MISSION ACCOMPLISHED

The honesty of the scope is the win. Quick Torch does not pretend to be a strobe-light party tool or a Morse code signaller or a colour-temperature lab — three categories of bloat that every "free flashlight" app on every store has historically drifted into. Open it, screen goes white, close it. That restraint is worth something.

For Fire tablets old enough that Amazon's own quick-settings panel does not include a flashlight tile, this is a reasonable thing to keep installed. The icon sits on the home screen and the function is one tap away, which is faster than digging through the settings app to find the brightness slider.

ROOM TO IMPROVE

Modern Fire OS quick-settings panels include a brightness shortcut and, on tablets with a camera LED, a flashlight tile. On any device released after roughly 2018 the operating system already does this without an app. Quick Torch is competing with a feature the platform ships for free at the hardware level.
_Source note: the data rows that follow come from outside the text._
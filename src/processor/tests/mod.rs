//! Integration tests for the processor module
//!
//! Runs the complete pipeline against small results exports written to a
//! temporary directory.


use std::fs;
use std::path::PathBuf;
use tempfile::TempDir;

pub const HEADER: &str =
    "Sporcu,Takim,Yaris_Adi,Yaris_Adi2,Seri_Adi,Yaris_Yeri,Tarih,Parkur_No,Seri_No,Sonuc,Derece,ihtar,Seri_Saat";

/// Seven rows: five usable, one repeated header, one without an athlete
pub const SAMPLE_ROWS: &[&str] = &[
    "Ali Veli,Galatasaray,Türkiye Şampiyonası,Finaller,Genç Erkek 1x,Haliç,15 Mayıs 2023,3,1,1,\"7.01,10\",0,0.375",
    "Ayşe Kaya,Haliç Kürek,Türkiye Şampiyonası,Finaller,Genç Kadın 1x,Haliç,15 Mayıs 2023,2,2,2,7.45.00,,0.4375",
    "Sporcu,Takim,Yaris_Adi,Yaris_Adi2,Seri_Adi,Yaris_Yeri,Tarih,Parkur_No,Seri_No,Sonuc,Derece,ihtar,Seri_Saat",
    "Ali Veli,Galatasaray,Bahar Kupası,,Genç Erkek 1x,Sapanca,02.06.2023,4,1,3,DNF,1,09:30",
    "Can Demir,Haliç Kürek,Bahar Kupası,,Genç Erkek 2x,Sapanca,02.06.2023,2,2,1,41.97,nan,09:30",
    ",Haliç Kürek,Bahar Kupası,,Genç Erkek 2x,Sapanca,02.06.2023,5,2,2,7.00.00,,",
    "Deniz Ak,Ankara Spor,Bahar Kupası,,Genç Erkek 2x,Sapanca,02.06.2023,1,2,0,çizgi,,",
];

/// Write an export with the standard header and the given rows
pub fn write_export(temp_dir: &TempDir, rows: &[&str]) -> PathBuf {
    write_csv(temp_dir, HEADER, rows)
}

/// Write an export with a custom header line
pub fn write_csv(temp_dir: &TempDir, header: &str, rows: &[&str]) -> PathBuf {
    let path = temp_dir.path().join("results.csv");
    let mut content = String::from(header);
    for row in rows {
        content.push('\n');
        content.push_str(row);
    }
    content.push('\n');
    fs::write(&path, content).unwrap();
    path
}
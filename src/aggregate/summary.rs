//! Per-entity summary statistics and their accumulator

use super::key::EntityKey;
use crate::classify::stats::percentage;
use crate::constants::rank_bounds;
use crate::models::ClassifiedRecord;
use serde::Serialize;

/// Career statistics for one athlete or team.
///
/// Rank statistics only consider records with a valid rank; incident counts
/// come from the time outcome.
#[derive(Debug, Clone, PartialEq, Serialize)]
pub struct EntitySummary {
    pub key: EntityKey,
    pub total_races: u32,
    pub total_races_with_rank: u32,
    pub races_with_time: u32,
    pub total_wins: u32,
    pub total_podiums: u32,
    /// Lowest finishing position; `None` without any valid rank
    pub best_rank: Option<u32>,
    /// Mean finishing position; `None` without any valid rank
    pub avg_rank: Option<f64>,
    pub total_dnf: u32,
    pub total_dns: u32,
    pub total_dsq: u32,
}

pub type AthleteSummary = EntitySummary;
pub type TeamSummary = EntitySummary;

impl EntitySummary {
    /// Wins as a percentage of all races
    pub fn win_rate(&self) -> f64 {
        percentage(self.total_wins as usize, self.total_races as usize)
    }

    /// Podium finishes as a percentage of all races
    pub fn podium_rate(&self) -> f64 {
        percentage(self.total_podiums as usize, self.total_races as usize)
    }

    pub fn total_incidents(&self) -> u32 {
        self.total_dnf + self.total_dns + self.total_dsq
    }
}

/// Running totals for one key
#[derive(Debug, Clone, Default, PartialEq)]
pub struct SummaryAccumulator {
    total: u32,
    with_rank: u32,
    with_time: u32,
    wins: u32,
    podiums: u32,
    rank_sum: u64,
    best_rank: Option<u32>,
    dnf: u32,
    dns: u32,
    dsq: u32,
}

impl SummaryAccumulator {
    pub fn add(&mut self, record: &ClassifiedRecord) {
        self.total += 1;

        if let Some(rank) = record.rank {
            self.with_rank += 1;
            self.rank_sum += u64::from(rank);
            self.best_rank = Some(self.best_rank.map_or(rank, |best| best.min(rank)));
            if rank == rank_bounds::MIN {
                self.wins += 1;
            }
            if rank <= rank_bounds::PODIUM_MAX {
                self.podiums += 1;
            }
        }

        if record.has_valid_time() {
            self.with_time += 1;
        }
        if record.is_dnf() {
            self.dnf += 1;
        }
        if record.is_dns() {
            self.dns += 1;
        }
        if record.is_dsq() {
            self.dsq += 1;
        }
    }

    /// Combine totals accumulated over another partition of the same key
    pub fn merge(&mut self, other: &SummaryAccumulator) {
        self.total += other.total;
        self.with_rank += other.with_rank;
        self.with_time += other.with_time;
        self.wins += other.wins;
        self.podiums += other.podiums;
        self.rank_sum += other.rank_sum;
        self.best_rank = match (self.best_rank, other.best_rank) {
            (Some(a), Some(b)) => Some(a.min(b)),
            (a, b) => a.or(b),
        };
        self.dnf += other.dnf;
        self.dns += other.dns;
        self.dsq += other.dsq;
    }

    pub fn finish(self, key: EntityKey) -> EntitySummary {
        let avg_rank = (self.with_rank > 0).then(|| self.rank_sum as f64 / self.with_rank as f64);

        EntitySummary {
            key,
            total_races: self.total,
            total_races_with_rank: self.with_rank,
            races_with_time: self.with_time,
            total_wins: self.wins,
            total_podiums: self.podiums,
            best_rank: self.best_rank,
            avg_rank,
            total_dnf: self.dnf,
            total_dns: self.dns,
            total_dsq: self.dsq,
        }
    }
}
The interface has not been touched in years and looks it — generic system fonts, a flat coloured button, no dark mode, no shortcut from the lock screen or a widget on the home screen. A long-press launcher action or a Fire-tablet widget would make it materially more useful; neither exists. There is also no way to dim the output below maximum brightness, which matters at 3am when the goal is a glow, not a wall of light.

CONCLUSION

Quick Torch is a small, honest, free utility that was more useful five years ago than it is now. If you own an older Fire tablet without a built-in flashlight tile, install it and forget about it. If you own a current Fire HD or Fire Max, the quick-settings panel already covers this — there is no reason to add an app.